This repo has a complete demonstration of performing experiment tracking using mlflow.

MLflow Tutorial 📊

This guide shows how to use MLflow for experiment tracking.


1. Set Tracking URI

Tell MLflow where to store logs (local folder, remote server, or DB):

import mlflow

mlflow.set_tracking_uri("http://localhost:5000")  # or "file:/path/to/mlruns"

2. Set Experiment

Organize runs under a named experiment:

mlflow.set_experiment("my_experiment")

3. Log Parameters

Record model or training parameters (like hyperparameters):

mlflow.log_params({
    "n_estimators": 100,
    "max_depth": 5,
    "learning_rate": 0.01
})

4. Log Metrics

Track performance metrics (accuracy, loss, etc.):

mlflow.log_metrics({
    "train_accuracy": 0.95,
    "val_accuracy": 0.92,
    "val_loss": 0.08
})

5. Example Run

import mlflow
import mlflow.sklearn
from sklearn.ensemble import RandomForestClassifier
from sklearn.datasets import load_iris
from sklearn.model_selection import train_test_split

X, y = load_iris(return_X_y=True)
X_train, X_test, y_train, y_test = train_test_split(X, y)

with mlflow.start_run():
    clf = RandomForestClassifier(n_estimators=100, max_depth=5)
    clf.fit(X_train, y_train)

    acc = clf.score(X_test, y_test)

    mlflow.log_params({"n_estimators": 100, "max_depth": 5})
    mlflow.log_metrics({"accuracy": acc})

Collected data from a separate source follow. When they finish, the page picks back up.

/// Wire-contract tests for the shared protocol types.
///
/// The inbound payload shape is flat: `ts`/`sig`/`kid` sit next to the
/// sample fields, and unknown keys must be retained rather than rejected.
use roast_protocol::{
    CloseReason, EventPayload, Origin, RoastEvent, RoastEventType, StreamFilter, TelemetrySample,
    TrustAnnotation, TrustFailure, report_idempotency_key,
};

#[test]
fn telemetry_sample_retains_unknown_keys_as_extras() {
    let json = r#"{
        "ts": "2026-03-01T08:15:00Z",
        "machineId": "r2",
        "elapsedSeconds": 42.5,
        "btC": 184.2,
        "gasPct": 60,
        "firmware": "3.1.4"
    }"#;

    let sample: TelemetrySample = serde_json::from_str(json).expect("flat sample should parse");
    assert_eq!(sample.machine_id, "r2");
    assert!((sample.elapsed_seconds - 42.5).abs() < f64::EPSILON);
    assert_eq!(sample.bt_c, Some(184.2));
    assert_eq!(sample.et_c, None);
    assert_eq!(sample.extras.get("gasPct"), Some(&serde_json::json!(60)));
    assert_eq!(
        sample.extras.get("firmware"),
        Some(&serde_json::json!("3.1.4"))
    );
}

#[test]
fn telemetry_sample_serializes_extras_flat() {
    let json = r#"{"ts":"2026-03-01T08:15:00Z","machineId":"r2","elapsedSeconds":0.0,"gasPct":55}"#;
    let sample: TelemetrySample = serde_json::from_str(json).expect("parse");
    let back = serde_json::to_value(&sample).expect("serialize");
    assert_eq!(back.get("gasPct"), Some(&serde_json::json!(55)));
    // Absent channels must not appear as nulls.
    assert!(back.get("btC").is_none());
}

#[test]
fn roast_event_type_is_an_open_set() {
    let json = r#"{
        "ts": "2026-03-01T08:21:00Z",
        "machineId": "r2",
        "type": "COLOR_CHECK",
        "payload": {"elapsedSeconds": 360.0, "agtron": 58}
    }"#;

    let event: RoastEvent = serde_json::from_str(json).expect("event should parse");
    assert_eq!(
        event.event_type,
        RoastEventType::Other("COLOR_CHECK".to_owned())
    );
    assert_eq!(event.payload.elapsed_seconds, Some(360.0));
    assert_eq!(event.payload.extra.get("agtron"), Some(&serde_json::json!(58)));

    let back = serde_json::to_value(&event).expect("serialize");
    assert_eq!(back.get("type"), Some(&serde_json::json!("COLOR_CHECK")));
}

#[test]
fn known_event_types_round_trip_their_wire_names() {
    for (wire, parsed) in [
        ("TP", RoastEventType::Tp),
        ("FC", RoastEventType::Fc),
        ("DROP", RoastEventType::Drop),
    ] {
        assert_eq!(RoastEventType::parse(wire), parsed);
        assert_eq!(parsed.as_str(), wire);
    }
}

#[test]
fn event_payload_defaults_when_missing() {
    let json = r#"{"ts":"2026-03-01T08:21:00Z","machineId":"r2","type":"DROP"}"#;
    let event: RoastEvent = serde_json::from_str(json).expect("parse");
    assert_eq!(event.event_type, RoastEventType::Drop);
    assert_eq!(event.payload, EventPayload::default());
}

#[test]
fn trust_failure_reasons_use_screaming_snake_case() {
    let annotation = TrustAnnotation::failed(TrustFailure::BadSignature, Some("k1".to_owned()));
    let json = serde_json::to_value(&annotation).expect("serialize");
    assert_eq!(json.get("reason"), Some(&serde_json::json!("BAD_SIGNATURE")));
    assert_eq!(json.get("verified"), Some(&serde_json::json!(false)));

    let unsigned = TrustAnnotation::failed(TrustFailure::MissingSig, None);
    assert!(unsigned.is_unsigned());
    assert!(!annotation.is_unsigned());
}

#[test]
fn close_reason_wire_names() {
    assert_eq!(
        serde_json::to_value(CloseReason::Drop).expect("serialize"),
        serde_json::json!("DROP")
    );
    assert_eq!(
        serde_json::to_value(CloseReason::SilenceClose).expect("serialize"),
        serde_json::json!("SILENCE_CLOSE")
    );
}

#[test]
fn stream_filter_unset_fields_match_any_origin() {
    let origin = Origin {
        org_id: "acme".to_owned(),
        site_id: "plant-1".to_owned(),
        machine_id: "r2".to_owned(),
    };

    assert!(StreamFilter::default().matches(&origin));
    assert!(
        StreamFilter {
            org_id: Some("acme".to_owned()),
            ..StreamFilter::default()
        }
        .matches(&origin)
    );
    assert!(
        !StreamFilter {
            org_id: Some("acme".to_owned()),
            machine_id: Some("r9".to_owned()),
            ..StreamFilter::default()
        }
        .matches(&origin)
    );
}

#[test]
fn report_idempotency_key_is_goal_kind_session() {
    assert_eq!(
        report_idempotency_key("POST_ROAST_V1", "S-acme-plant-1-r2-20260301T081500-a1b2c3"),
        "generate-roast-report:POST_ROAST_V1:S-acme-plant-1-r2-20260301T081500-a1b2c3"
    );
}
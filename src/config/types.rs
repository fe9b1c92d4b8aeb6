use crate::vars::EnvSnapshot;
use std::path::PathBuf;

/// Key that marks an include directive inside any table.
pub const INCLUDE_KEY: &str = "__include";

/// TOML file loaded when neither the caller nor the environment names one.
pub const DEFAULT_TOML_FILE: &str = "env.toml";

/// Variable file loaded when neither the caller nor the environment names one.
pub const DEFAULT_ENV_FILE: &str = ".env";

/// When truthy, strict mode is forced off for every load.
pub const STRICT_DISABLE_VAR: &str = "TOMLWEAVE_STRICT_DISABLE";

/// Default TOML file path.
pub const TOML_FILE_VAR: &str = "TOMLWEAVE_TOML_FILE";

/// Default variable file path.
pub const ENV_FILE_VAR: &str = "TOMLWEAVE_ENV_FILE";

/// Options for a single load.
#[derive(Debug, Clone)]
pub struct LoadOptions {
	/// TOML file to load. Falls back to `TOMLWEAVE_TOML_FILE`, then `env.toml`.
	pub toml_file: Option<PathBuf>,

	/// Variable file to read. Falls back to `TOMLWEAVE_ENV_FILE`, then `.env`.
	pub env_file: Option<PathBuf>,

	/// If false, no variable file is read at all.
	pub use_env_file: bool,

	/// Fail on unresolved variables, duplicates and include problems.
	pub strict: bool,

	/// Seed the Variable Mapping with the process environment.
	pub include_environment: bool,

	/// Environment to use instead of capturing the process environment.
	pub environment: Option<EnvSnapshot>,
}

impl Default for LoadOptions {
	fn default() -> Self {
		LoadOptions {
			toml_file: None,
			env_file: None,
			use_env_file: true,
			strict: true,
			include_environment: true,
			environment: None,
		}
	}
}

impl LoadOptions {
	pub fn new() -> Self {
		Self::default()
	}

	pub fn toml_file(mut self, path: impl Into<PathBuf>) -> Self {
		self.toml_file = Some(path.into());
		self
	}

	pub fn env_file(mut self, path: impl Into<PathBuf>) -> Self {
		self.env_file = Some(path.into());
		self.use_env_file = true;
		self
	}

	pub fn no_env_file(mut self) -> Self {
		self.env_file = None;
		self.use_env_file = false;
		self
	}

	pub fn strict(mut self, strict: bool) -> Self {
		self.strict = strict;
		self
	}

	pub fn include_environment(mut self, include: bool) -> Self {
		self.include_environment = include;
		self
	}

	pub fn environment(mut self, snapshot: EnvSnapshot) -> Self {
		self.environment = Some(snapshot);
		self
	}

	/// Capture the environment (unless one was injected) and apply the
	/// bootstrap variables and defaults.
	pub fn resolve(self) -> ResolvedOptions {
		let snapshot = self.environment.unwrap_or_else(EnvSnapshot::capture);

		let toml_file = self
			.toml_file
			.or_else(|| snapshot.get(TOML_FILE_VAR).map(PathBuf::from))
			.unwrap_or_else(|| PathBuf::from(DEFAULT_TOML_FILE));

		let env_file = self.use_env_file.then(|| {
			self.env_file
				.or_else(|| snapshot.get(ENV_FILE_VAR).map(PathBuf::from))
				.unwrap_or_else(|| PathBuf::from(DEFAULT_ENV_FILE))
		});

		let strict = self.strict && !snapshot.is_truthy(STRICT_DISABLE_VAR);
		if self.strict && !strict {
			tracing::debug!("strict mode disabled by {STRICT_DISABLE_VAR}");
		}

		ResolvedOptions {
			toml_file,
			env_file,
			strict,
			include_environment: self.include_environment,
			snapshot,
		}
	}
}

/// Load options after bootstrap resolution.
#[derive(Debug, Clone)]
pub struct ResolvedOptions {
	pub toml_file: PathBuf,
	pub env_file: Option<PathBuf>,
	pub strict: bool,
	pub include_environment: bool,
	pub snapshot: EnvSnapshot,
}
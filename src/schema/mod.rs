//! Typed schemas for configuration trees.
//!
//! This module handles:
//! - Declaring configuration models as ordered field sets ([`Schema`])
//! - Coercing a parsed TOML table into a [`ConfigObject`]
//! - Reading values back through accessors, dotted lookups, JSON or serde

pub mod coerce;
pub mod types;
pub mod value;

pub use coerce::{coerce_table, coerce_value};
pub use types::{EnumDecl, FieldDecl, FieldType, Primitive, Scalar, Schema, SchemaBuilder};
pub use value::{ConfigObject, EnumValue, Typed};

use crate::error::Result;

impl Schema {
	/// Coerce a top-level table into an instance of this schema.
	pub fn coerce(&self, table: &toml::Table) -> Result<ConfigObject> {
		coerce_table(self, table, "")
	}
}
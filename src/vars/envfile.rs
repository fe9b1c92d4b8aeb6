use crate::error::{Result, WeaveError};
use crate::subst::expand_known;
use crate::vars::{EnvSnapshot, VarMap};
use regex::Regex;
use std::collections::BTreeSet;
use std::path::Path;
use std::sync::LazyLock;

static ENV_LINE: LazyLock<Regex> = LazyLock::new(|| {
	Regex::new(r"^(?:export\s+)?(?P<name>[\w\-.]+)\s*=(?P<value>.*)$").expect("env line pattern is valid")
});

/// Read variables from a `.env`-style file.
///
/// A missing path (or a path that is not a file) yields an empty mapping.
pub fn read_env_file(path: Option<&Path>, env: &EnvSnapshot, strict: bool) -> Result<VarMap> {
	let Some(path) = path.filter(|p| p.is_file()) else {
		return Ok(VarMap::new());
	};

	let content = std::fs::read_to_string(path).map_err(|source| WeaveError::SourceRead {
		path: path.to_path_buf(),
		source,
	})?;

	parse_env_str(&content, env, strict).map_err(|e| e.in_file(path))
}

/// Parse `.env` content.
///
/// Supports an optional `export ` prefix, single or double quoted values
/// (double quotes unescape `\n`, `\t`, `\"` and `\\`), inline `#` comments
/// after unquoted values (`\#` keeps a literal hash) and `$VAR` expansion
/// against the environment snapshot. Lines without `=` or whose name starts
/// with a digit are skipped.
pub fn parse_env_str(content: &str, env: &EnvSnapshot, strict: bool) -> Result<VarMap> {
	let expansion_vars = VarMap::from(env);
	let mut vars = VarMap::new();
	let mut duplicates = BTreeSet::new();

	for raw in content.lines() {
		let line = raw.trim();
		if line.is_empty() || line.starts_with('#') {
			continue;
		}

		let line = expand_known(line, &expansion_vars);
		let Some(caps) = ENV_LINE.captures(&line) else {
			continue;
		};

		let name = &caps["name"];
		if name.starts_with(|c: char| c.is_ascii_digit()) {
			continue;
		}

		let value = parse_value(&caps["value"]);
		if vars.insert(name, value).is_some() {
			duplicates.insert(name.to_string());
		}
	}

	if !duplicates.is_empty() {
		if strict {
			return Err(WeaveError::duplicates(duplicates, None));
		}
		tracing::warn!(?duplicates, "variables defined several times, last definition wins");
	}

	Ok(vars)
}

fn parse_value(raw: &str) -> String {
	let value = raw.trim_start();
	if value.starts_with('"') || value.starts_with('\'') {
		unquote(value)
	} else {
		strip_inline_comment(value)
	}
}

/// Strip matching quotes; double-quoted values get simple escape processing.
fn unquote(value: &str) -> String {
	let value = value.trim();
	let mut chars = value.chars();
	let (first, last) = (chars.next(), chars.next_back());

	match (first, last) {
		(Some('\''), Some('\'')) => value[1..value.len() - 1].to_string(),
		(Some('"'), Some('"')) => unescape_double_quoted(&value[1..value.len() - 1]),
		_ => value.to_string(),
	}
}

fn unescape_double_quoted(inner: &str) -> String {
	let mut out = String::with_capacity(inner.len());
	let mut chars = inner.chars().peekable();

	while let Some(c) = chars.next() {
		if c != '\\' {
			out.push(c);
			continue;
		}
		match chars.peek() {
			Some('n') => out.push('\n'),
			Some('t') => out.push('\t'),
			Some('"') => out.push('"'),
			Some('\\') => out.push('\\'),
			_ => {
				out.push(c);
				continue;
			}
		}
		chars.next();
	}

	out
}

/// Cut an unquoted value at the first unescaped `#`.
fn strip_inline_comment(value: &str) -> String {
	let mut out = String::with_capacity(value.len());
	let mut escaped = false;

	for c in value.chars() {
		if escaped {
			out.push(c);
			escaped = false;
		} else if c == '\\' {
			escaped = true;
		} else if c == '#' {
			break;
		} else {
			out.push(c);
		}
	}

	out.trim().to_string()
}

    mlflow.sklearn.log_model(clf, "model")

6. Summary

  • mlflow.set_tracking_uri() → choose where logs are stored
  • mlflow.set_experiment() → group runs under an experiment name
  • mlflow.log_params() → record hyperparameters/config values
  • mlflow.log_metrics() → record performance metrics

7. Example of Autolog()

import mlflow import mlflow.sklearn from sklearn.datasets import load_iris from sklearn.model_selection import train_test_split from sklearn.ensemble import RandomForestClassifier

Enable autologging

mlflow.sklearn.autolog()

X, y = load_iris(return_X_y=True) X_train, X_test, y_train, y_test = train_test_split(X, y)

with mlflow.start_run(): clf = RandomForestClassifier(n_estimators=100, max_depth=5) clf.fit(X_train, y_train) ###🔎 Explanation mlflow.sklearn.autolog() automatically logs:

Model parameters (like n_estimators, max_depth)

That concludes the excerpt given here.